DEAR EDITOR: We are going to have new vet schools, because my esteemed colleagues, who wrote a letter in last week’s Irish Farmers Journal, campaigned for the last 20 years. We in the farming community owe them a debt of gratitude. I concur that we need regional balance, but I beg to differ with their proposal that one new vet school in Munster would achieve that.

An all-island regional balance is what we need. Animal disease respects no borders and ensuring a high level of veterinary service throughout the island benefits our entire agricultural community.

Why is there such opposition to a vet school in Donegal and Galway? The argument that a vet education cannot be shared between Donegal and Galway ignores the success of many other dual-campus vet schools. Almost all my fourth year at UCD vet school was spent on the Lyons Estate and in Glasgow I taught students in the city campus and in Lanarkshire.

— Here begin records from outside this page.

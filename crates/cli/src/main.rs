//! Command-line access to the SMART client flow.
//!
//! Configuration comes from the same `SMART_*` environment variables as the web server
//! (`.env` is loaded when present). Logs go to stderr so command output can be piped.

use anyhow::Context;
use clap::{Parser, Subcommand};
use fhir::{PatientSummary, QuestionnaireResponse, ResourceKind};
use smart_core::auth::{authorize_url, new_state};
use smart_core::{
    http::build_client, ConfigValues, ResourceFetcher, ResponseSubmitter, SmartConfig,
    TokenExchange,
};
use smart_types::{AccessToken, NonEmptyText};
use std::path::{Path, PathBuf};
use std::sync::Arc;
use tracing_subscriber::{layer::SubscriberExt, util::SubscriberInitExt};

#[derive(Parser)]
#[command(name = "smart")]
#[command(about = "SMART-on-FHIR patient client CLI")]
struct Cli {
    #[command(subcommand)]
    command: Option<Commands>,
}

#[derive(Subcommand)]
enum Commands {
    /// Print an authorize URL with a fresh state value
    AuthorizeUrl,
    /// Exchange an authorization code for an access token
    Exchange {
        /// Authorization code from the redirect
        code: String,
    },
    /// Fetch the configured resources for a patient
    Fetch {
        /// Bearer access token
        #[arg(long)]
        token: String,
        /// Patient id from the token response
        #[arg(long)]
        patient: String,
    },
    /// Submit a QuestionnaireResponse JSON file
    Submit {
        /// Bearer access token
        #[arg(long)]
        token: String,
        /// Patient id used as subject when the response has none
        #[arg(long)]
        patient: Option<String>,
        /// Path to the QuestionnaireResponse JSON
        file: PathBuf,
    },
    /// Print the patient summary for a Patient JSON file
    Summary {
        /// Path to the Patient JSON
        file: PathBuf,
    },
}

fn load_config() -> anyhow::Result<Arc<SmartConfig>> {
    let cfg = SmartConfig::resolve(ConfigValues::from_env())
        .context("failed to resolve SMART configuration")?;
    Ok(Arc::new(cfg))
}

fn read_json(path: &Path) -> anyhow::Result<String> {
    std::fs::read_to_string(path).with_context(|| format!("failed to read {}", path.display()))
}

#[tokio::main]
async fn main() -> anyhow::Result<()> {
    dotenvy::dotenv().ok();

    tracing_subscriber::registry()
        .with(
            tracing_subscriber::EnvFilter::from_default_env()
                .add_directive("smart_core=info".parse()?),
        )
        .with(tracing_subscriber::fmt::layer().with_writer(std::io::stderr))
        .init();

    let cli = Cli::parse();

    match cli.command {
        Some(Commands::AuthorizeUrl) => {
            let cfg = load_config()?;
            let state = new_state();
            println!("state: {state}");
            println!("{}", authorize_url(&cfg, &state));
        }
        Some(Commands::Exchange { code }) => {
            let cfg = load_config()?;
            let code = NonEmptyText::new(&code).context("authorization code")?;
            let exchange = TokenExchange::new(build_client()?, cfg);
            let token = exchange.exchange(&code).await?;
            println!("access_token: {}", token.access_token.expose());
            println!("patient: {}", token.patient.as_deref().unwrap_or("<none>"));
            if let Some(token_type) = &token.token_type {
                println!("token_type: {token_type}");
            }
            if let Some(expires_in) = token.expires_in {
                println!("expires_in: {expires_in}");
            }
            if let Some(scope) = &token.scope {
                println!("scope: {scope}");
            }
        }
        Some(Commands::Fetch { token, patient }) => {
            let cfg = load_config()?;
            let token = AccessToken::new(&token).context("access token")?;
            let fetcher = ResourceFetcher::new(build_client()?, cfg.clone());
            let resources = fetcher.fetch_all(&token, &patient).await;
            for kind in cfg.resources() {
                println!("== {kind}");
                match resources.get(*kind) {
                    Some(value) => println!("{}", serde_json::to_string_pretty(value)?),
                    None => println!("(not available)"),
                }
            }
        }
        Some(Commands::Submit {
            token,
            patient,
            file,
        }) => {
            let cfg = load_config()?;
            let token = AccessToken::new(&token).context("access token")?;
            let mut response = QuestionnaireResponse::parse(&read_json(&file)?)?;
            if let Some(id) = cfg.questionnaire_id() {
                response.set_questionnaire_if_absent(&format!("{}/{id}", ResourceKind::Questionnaire));
            }
            if let Some(patient) = &patient {
                response.set_subject_if_absent(patient);
            }
            let submitter = ResponseSubmitter::new(build_client()?, cfg);
            let receipt = submitter.submit(&token, &response).await?;
            println!(
                "Submitted QuestionnaireResponse (status {}, id {})",
                receipt.status,
                receipt.id.as_deref().unwrap_or("<unknown>")
            );
        }
        Some(Commands::Summary { file }) => {
            let value: serde_json::Value = serde_json::from_str(&read_json(&file)?)?;
            let summary = PatientSummary::from_resource(&value)?;
            for path in &summary.skipped {
                eprintln!("skipped unreadable field {path}");
            }
            if let Some(id) = &summary.id {
                println!("Patient Id: {id}");
            }
            for line in summary.lines() {
                println!("{}: {}", line.label, line.value);
            }
        }
        None => {
            println!("Use 'smart --help' for commands");
        }
    }

    Ok(())
}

Can vets only be educated south of the Liffey/Shannon line? We are long overdue more university places in the northwest.

There has been historic under-investment in university education in the northwest, going back to the Lockwood report in the 1960s.

Figures from Northern and Western Regional Assembly shows the region received 28% less investment per under graduate than the national average over the last decade. A vet school at ATU, collaborating with Magee university medical school in Derry City, will be a success and provide for the top half of the island. By attracting Northern Ireland students to ATU, we can reinstate integrated veterinary education on the island.

From before partition, the Royal Veterinary College in Dublin educated vets for the entire 32 counties; in my day, a fifth of the class was always from the six counties, reflecting our shared history.

This cohort quietly diminished without discussion shortly after Trinity gave up its role in vet education in Ballsbridge.

Northern Ireland urgently needs a vet school, but its agriculture minister confirms they lack the funding. ATU will be the Connacht/Ulster vet school and fill that void. There were 9,140 students from the Republic studying at UK universities and 3,149 from the UK studying in the Republic’s universities in 2021 (source: higher education mobility research British Council Ireland).

A dozen or so northerners at ATU will be a pittance of an expense to carry, in relation to how we take advantage of their hospitality. The ATU vet school will be a great investment to benefit all Ireland’s food producers and animal health and welfare.